### WHAT YOU WILL DO
From the entries below, copy out all lines holding "normalize".

────────────────────

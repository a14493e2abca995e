//! Free-form unit strings to dimension-typed values, and back.
//!
//! `units` reads the unit notation found in real data (`"45 m"`, `"23.7 m/s"`, `"$9.99"`, `"kWh"`, `"ft^2"`,
//! `"square feet"`, `"mL{water}"`) into a [`PreciseUnit`] and renders a [`PreciseUnit`] back into a compact string.
//! The value types themselves live in [`units_core`] and are re-exported here.
//!
//! # Quick start
//!
//! ```rust
//! use units::{parse, parse_measurement, to_string, MatchFlags};
//! use units_core::units::si::{KG, M, S};
//!
//! let speed = parse("m/s", MatchFlags::DEFAULT);
//! assert_eq!(speed, M.divide(S));
//! assert_eq!(to_string(speed, MatchFlags::DEFAULT), "m/s");
//!
//! let torque = parse_measurement("99.9 N * m", MatchFlags::DEFAULT);
//! assert_eq!(torque.to_string(), "99.9 J");
//!
//! assert_eq!(parse("kilograms", MatchFlags::DEFAULT), KG);
//! assert!(parse("345 blarg", MatchFlags::DEFAULT).is_error());
//! ```
//!
//! # How parsing works
//!
//! A string is first looked up literally, then normalized ([`normalize`]) and looked up again. After that an
//! ordered list of strategies takes turns: operator splitting, powers, SI prefixes, plural and case variants,
//! modifier words (`square`, `cubic`, `US`, `British`), commodity braces and finally splitting merged tokens.
//! Nested attempts draw on fixed recursion and partition budgets so every input terminates.
//!
//! Failure is a value, not a panic: unrecognized text yields the error unit. The `try_` variants turn that into a
//! [`UnitsError`].
//!
//! # Shared state
//!
//! Two process-wide tables can be changed at run time: the [`registry`] of custom units and the commodity
//! names in [`commodity`]. Both sit behind read-write locks. A [`UnitsConfig`] file can fill them at startup.
//!
//! # Feature flags
//!
//! - `serde`: serialization for the value types and [`Measurement`].

// ─────────────────────────────────────────────────────────────────────────────
// Modules
// ─────────────────────────────────────────────────────────────────────────────

pub mod commodity;
mod config;
mod defaults;
mod error;
pub mod flags;
mod generate;
mod measurement;
pub mod normalize;
mod parse;
pub mod registry;
pub mod table;

// ─────────────────────────────────────────────────────────────────────────────
// Public API
// ─────────────────────────────────────────────────────────────────────────────

pub use config::{CommodityEntry, CustomUnitEntry, ParseSettings, UnitsConfig};
pub use defaults::default_unit;
pub use error::{Result, UnitsError};
pub use flags::MatchFlags;
pub use generate::to_string;
pub use measurement::{
    convert, measurement_to_string, parse_measurement, try_parse_measurement, Measurement,
};
pub use parse::{parse, try_parse};

pub use units_core::{unit_cast, PreciseUnit, Unit, UnitData};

────────────────────

### ANSWER SPACE
//! A string is first looked up literally, then normalized ([`normalize`]) and looked up again. After that an
pub mod normalize;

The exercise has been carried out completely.